Public safety omnibus bill set to expand antiterror powers
Prime Minister Stephen Harper will unveil Friday details of an omnibus bill that will enact two new laws, and make amendments to the criminal code, the CSIS Act, the Immigration and Refugee Protection Act among a host of others.
It’s not clear whether the Conservatives are prepared to boost the budgets of national security agencies, a key focus of Opposition criticism, as it moves to bring in a raft of new anti-terror powers.
The government put the Commons on notice that funding will attach to the measures, but a senior government official said it shouldn’t be interpreted as new funding, rather is intended to provide authority to spend for a new purpose.
However, the Official Opposition insists the question of resources is the main one, and it is skeptical of the need for new laws.

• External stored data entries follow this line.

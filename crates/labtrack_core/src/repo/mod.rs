//! Repository layer abstractions and persistence implementations.
//!
//! # Responsibility
//! - Define use-case oriented data access contracts per record type.
//! - Isolate SQLite query details from service/business orchestration.
//!
//! # Invariants
//! - Repository writes must call the record's `validate()` before persistence.
//! - Repository APIs return semantic errors (`*NotFound`, `AlreadyLinked`)
//!   in addition to DB transport errors.
//! - Read paths reject invalid persisted state instead of masking it.

pub mod association_repo;
pub mod error;
pub mod experiment_repo;
pub mod lab_repo;
pub mod scientist_repo;

pub use error::{RepoError, RepoResult};

use crate::model::ValidationError;
use rusqlite::{Connection, Row};
use uuid::Uuid;

pub(crate) fn parse_uuid_column(row: &Row<'_>, column: &'static str) -> RepoResult<Uuid> {
    let value: String = row.get(column)?;
    Uuid::parse_str(&value)
        .map_err(|_| RepoError::InvalidData(format!("invalid uuid value `{value}` in {column}")))
}

pub(crate) fn row_exists(conn: &Connection, table: &'static str, id: Uuid) -> RepoResult<bool> {
    let exists: i64 = conn.query_row(
        &format!("SELECT EXISTS(SELECT 1 FROM {table} WHERE id = ?1);"),
        [id.to_string()],
        |row| row.get(0),
    )?;
    Ok(exists == 1)
}

/// Maps a read-side validation failure to `InvalidData`.
pub(crate) fn reject_invalid(
    table: &'static str,
    checked: Result<(), ValidationError>,
) -> RepoResult<()> {
    checked.map_err(|err| RepoError::InvalidData(format!("{table} row: {err}")))
}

Harper has chosen the riding of Richmond Hill to make the long-awaited announcement, flanked by Public Safety Minister Steven Blaney and Justice Minister Peter MacKay at the same time the bill itself is tabled in Parliament.
Harper will press the need to increase informationsharing among federal departments and agencies, authorize CSIS to disrupt or diminish threats earlier in an investigation, deter and order the removal of online content that promotes terrorism, enhance “no-fly” rules for airline travelers deemed a risk, and lower the evidentiary threshold to issue peace bonds — court-ordered restrictions on a person’s liberty and communications.